WHAT IS BEING ASKED
Read the listing and extract each line that includes the word "PoolConfig".
DATA SUPPLIED Block Start
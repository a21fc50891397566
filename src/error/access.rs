use axum::{
    Json,
    http::StatusCode,
    response::{IntoResponse, Response},
};
use serde_json::json;
use thiserror::Error;

/// The access parameters cannot identify both a database and a user
/// allowed to reach it.
///
/// The message is surfaced to API clients unchanged, so it carries the
/// remediation hints (OAuth tokens, table publication) rather than the
/// name of the missing field.
///
/// # Example
/// ```
/// use psql_access::error::access::AccessDeniedError;
///
/// let err = AccessDeniedError;
/// assert!(err.to_string().starts_with("Incorrect access parameters."));
/// ```
#[derive(Debug, Clone, Copy, PartialEq, Eq, Error)]
#[error(
    "Incorrect access parameters. If you are accessing via OAuth, please check your tokens are correct. For public users, please ensure your table is published."
)]
pub struct AccessDeniedError;

impl IntoResponse for AccessDeniedError {
    /// Renders `401 Unauthorized` with body `{"error": ["<message>"]}`.
    fn into_response(self) -> Response {
        let body = Json(json!({ "error": [self.to_string()] }));
        (StatusCode::UNAUTHORIZED, body).into_response()
    }
}

#[cfg(test)]
mod tests {
    use super::*;
    use http_body_util::BodyExt;

    const MESSAGE: &str = "Incorrect access parameters. \
        If you are accessing via OAuth, please check your tokens are correct. \
        For public users, please ensure your table is published.";

    #[test]
    fn display_is_the_user_facing_message() {
        assert_eq!(AccessDeniedError.to_string(), MESSAGE);
    }

    #[test]
    fn debug_output_contains_struct_name() {
        assert_eq!(format!("{:?}", AccessDeniedError), "AccessDeniedError");
    }

    #[tokio::test]
    async fn into_response_is_401_with_error_array() {
        let res = AccessDeniedError.into_response();
        assert_eq!(res.status(), StatusCode::UNAUTHORIZED);

        let body = res.into_body().collect().await.unwrap().to_bytes();
        let v: serde_json::Value = serde_json::from_slice(&body).unwrap();
        assert_eq!(v, json!({ "error": [MESSAGE] }));
    }
}
//! # Pool Parameter Resolution
//!
//! Each pool field is resolved on its own:
//! call-site override, then the process-wide setting, then the built-in default.
//! A value at a higher tier shadows lower tiers for that field only.
//!
//! # Example
//! ```rust
//! use psql_access::config::GlobalSettings;
//! use psql_access::pool::{resolve, PoolDefaults, PoolOverrides};
//!
//! let settings = GlobalSettings { db_pool_idle_timeout: Some(10), ..Default::default() };
//! let overrides = PoolOverrides { reap_interval: Some(5), ..Default::default() };
//!
//! let cfg = resolve(Some(&overrides), &settings, &PoolDefaults::BUILTIN);
//! assert_eq!(cfg.size, PoolDefaults::DEFAULT_SIZE);
//! assert_eq!(cfg.idle_timeout, 10);
//! assert_eq!(cfg.reap_interval, 5);
//! ```

use tracing::debug;

use crate::config::GlobalSettings;
use crate::pool::config::{PoolConfig, PoolDefaults, PoolOverrides};

/// Merges the three configuration tiers into a complete [`PoolConfig`].
///
/// Pure: the settings snapshot is read, never cached.
pub fn resolve(
    overrides: Option<&PoolOverrides>,
    settings: &GlobalSettings,
    defaults: &PoolDefaults,
) -> PoolConfig {
    let o = overrides.copied().unwrap_or_default();
    let d = defaults.0;

    let cfg = PoolConfig {
        size: o.size.or(settings.db_pool_size).unwrap_or(d.size),
        idle_timeout: o
            .idle_timeout
            .or(settings.db_pool_idle_timeout)
            .unwrap_or(d.idle_timeout),
        reap_interval: o
            .reap_interval
            .or(settings.db_pool_reap_interval)
            .unwrap_or(d.reap_interval),
    };

    debug!(
        size = cfg.size,
        idle_timeout = cfg.idle_timeout,
        reap_interval = cfg.reap_interval,
        "resolved pool parameters"
    );
    cfg
}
DATA SUPPLIED Block End
RESULT
use crate::pool::config::{PoolConfig, PoolDefaults, PoolOverrides};
/// Merges the three configuration tiers into a complete [`PoolConfig`].
) -> PoolConfig {
    let cfg = PoolConfig {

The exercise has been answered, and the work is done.